Courts six, seven, eight and nine are equipped with an integrated system that allows exhibits to be projected on large screens, witnesses to give evidence via video conferencing and judges to direct juries with the aid of PowerPoint.

The public can view the ‘intelligent’ courts this week as part of Law Week activities.

Ministry of Justice audio visual services manager Terry McAdam said the technology was not applicable for all trials, but was particularly useful in fraud trials and other cases where the paper trail often was long and confusing.
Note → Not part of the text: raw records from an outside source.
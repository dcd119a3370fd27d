use axum::{response::Redirect, routing::get, Router};

use crate::handlers;
use crate::shared::app_state::AppState;

/// Конфигурация всех роутов приложения
pub fn configure_routes(state: AppState) -> Router {
    Router::new()
        .route("/health", get(|| async { "ok" }))
        .route("/", get(|| async { Redirect::to("/notifications") }))
        // ========================================
        // NOTIFICATIONS
        // ========================================
        .route(
            "/notifications",
            get(handlers::a001_notification::page),
        )
        .route(
            "/api/notifications",
            get(handlers::a001_notification::list).post(handlers::a001_notification::create),
        )
        .with_state(state)
}

#[cfg(test)]
mod tests {
    use super::*;
    use crate::domain::a001_notification::repository::NotificationStore;
    use crate::domain::a001_notification::service::seed_notifications;
    use crate::shared::config::SeedNotification;
    use axum::body::{to_bytes, Body};
    use axum::http::{header, Request, StatusCode};
    use tower::ServiceExt;

    fn seed(is_action: bool, name: &str) -> SeedNotification {
        SeedNotification {
            is_action,
            product_name: name.into(),
            message: "msg".into(),
            created_at: None,
        }
    }

    fn app() -> Router {
        let store = NotificationStore::new(seed_notifications(&[
            seed(true, "カメラ"),
            seed(false, "イヤホン"),
            seed(true, "ジャケット"),
        ]));
        configure_routes(AppState::new(store))
    }

    async fn get_body(app: Router, uri: &str) -> (StatusCode, String) {
        let response = app
            .oneshot(Request::builder().uri(uri).body(Body::empty()).unwrap())
            .await
            .unwrap();
        let status = response.status();
        let bytes = to_bytes(response.into_body(), usize::MAX).await.unwrap();
        (status, String::from_utf8(bytes.to_vec()).unwrap())
    }

    #[tokio::test]
    async fn test_health() {
        let (status, body) = get_body(app(), "/health").await;
        assert_eq!(status, StatusCode::OK);
        assert_eq!(body, "ok");
    }

    #[tokio::test]
    async fn test_page_defaults_to_action_notifications() {
        let (status, body) = get_body(app(), "/notifications").await;
        assert_eq!(status, StatusCode::OK);
        assert!(body.contains(r#"<li class="tab active" data-is-action="true">"#));
        assert_eq!(body.matches(r#"<li class="notification-item""#).count(), 2);
        assert!(body.find("カメラ").unwrap() < body.find("ジャケット").unwrap());
        assert!(!body.contains("イヤホン"));
    }

    #[tokio::test]
    async fn test_page_info_tab() {
        let (status, body) = get_body(app(), "/notifications?isAction=false").await;
        assert_eq!(status, StatusCode::OK);
        assert!(body.contains(r#"<li class="tab active" data-is-action="false">"#));
        assert_eq!(body.matches(r#"<li class="notification-item""#).count(), 1);
        assert!(body.contains("イヤホン"));
    }

    #[tokio::test]
    async fn test_page_unknown_filter_is_not_found() {
        let (status, _) = get_body(app(), "/notifications?isAction=undefined").await;
        assert_eq!(status, StatusCode::NOT_FOUND);
    }

    #[tokio::test]
    async fn test_api_list_json() {
        let (status, body) = get_body(app(), "/api/notifications?isAction=true").await;
        assert_eq!(status, StatusCode::OK);
        let json: serde_json::Value = serde_json::from_str(&body).unwrap();
        let items = json.as_array().unwrap();
        assert_eq!(items.len(), 2);
        assert_eq!(items[0]["productName"], "カメラ");
        assert_eq!(items[0]["kind"], "action");
    }

    #[tokio::test]
    async fn test_api_create_then_listed() {
        let app = app();
        let response = app
            .clone()
            .oneshot(
                Request::builder()
                    .method("POST")
                    .uri("/api/notifications")
                    .header(header::CONTENT_TYPE, "application/json")
                    .body(Body::from(
                        r#"{"isAction":false,"productName":"腕時計","message":"発送されました"}"#,
                    ))
                    .unwrap(),
            )
            .await
            .unwrap();
        assert_eq!(response.status(), StatusCode::CREATED);

        let (_, body) = get_body(app, "/notifications?isAction=false").await;
        assert_eq!(body.matches(r#"<li class="notification-item""#).count(), 2);
        // newest first
        assert!(body.find("腕時計").unwrap() < body.find("イヤホン").unwrap());
    }

    #[tokio::test]
    async fn test_api_create_rejects_blank_fields() {
        let response = app()
            .oneshot(
                Request::builder()
                    .method("POST")
                    .uri("/api/notifications")
                    .header(header::CONTENT_TYPE, "application/json")
                    .body(Body::from(
                        r#"{"isAction":true,"productName":" ","message":"x"}"#,
                    ))
                    .unwrap(),
            )
            .await
            .unwrap();
        assert_eq!(response.status(), StatusCode::BAD_REQUEST);
    }

    #[tokio::test]
    async fn test_root_redirects_to_notifications() {
        let response = app()
            .oneshot(Request::builder().uri("/").body(Body::empty()).unwrap())
            .await
            .unwrap();
        assert_eq!(response.status(), StatusCode::SEE_OTHER);
        assert_eq!(response.headers()[header::LOCATION], "/notifications");
    }
}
The electronic trial book is a secure network into which all documents and exhibits are scanned before a trial. During proceedings, the associate then can retrieve each document as needed by the counsel or judge and project it onto a screen for the court to see.

“It’s best used for document intensive trials, like a fraud trial or any other trial where there’s a huge amount of paper,” Mr McAdam said.

“ It’s also useful for accident or crime scenes where a lot of photographs have been taken. In those cases, where there’s a huge amount of material for display to the jury, it’s suitable to be done in a full electronic medium.”

District Court Judge Mary Ann Yeats was one of the first judges to make use of the facilities in the May Holman courts. She has been using the Microsoft program PowerPoint for the past two years after learning juries were having trouble understanding long directions from judges.

“Two years ago at a judges’ conference in New South Wales we had information reach us about the problems juries were having understanding lengthy directions at the end of trial,” Judge Yeats said.

“Doing their best, juries are listening to a judge for an hour, an hour and a half perhaps, and they aren’t used to remembering everything.

“While I’m directing the jury, on the screen I succinctly state what the law is, little rules of law, elements of defence and things of that nature. And they’re able to look at that while I speak.

“I didn’t change what I say to the jury, I just highlighted certain parts.”

Judge Yeats said that, when she presides over a trial in one of the standard courtrooms, she feels the juries are “a bit deprived, because (PowerPoint) is just another option to communicate with them”.

At this stage only Judge Yeats and Judge Cate O’Brien have used the technology on a regular basis, although Judge Yeats said other judges had shown an interest in using it. But she said it is up the individual how best to communicate with the jury.

“I think our duty is to communicate the law. I have to ensure the jury understands properly and that’s why I use it,” Judge Yeats said.

Also on show throughout Law Week is the video conferencing system. First introduced to WA courtrooms in 1996, the technology saved WA taxpayers more than $500,000 in the 1999-2000 financial year.

The video conference system is the same as used by companies to communicate face to face with employees or clients interstate and overseas.

It is used extensively by the Court of Petty Sessions to deal with prisoners on remand without having to transport them to Perth.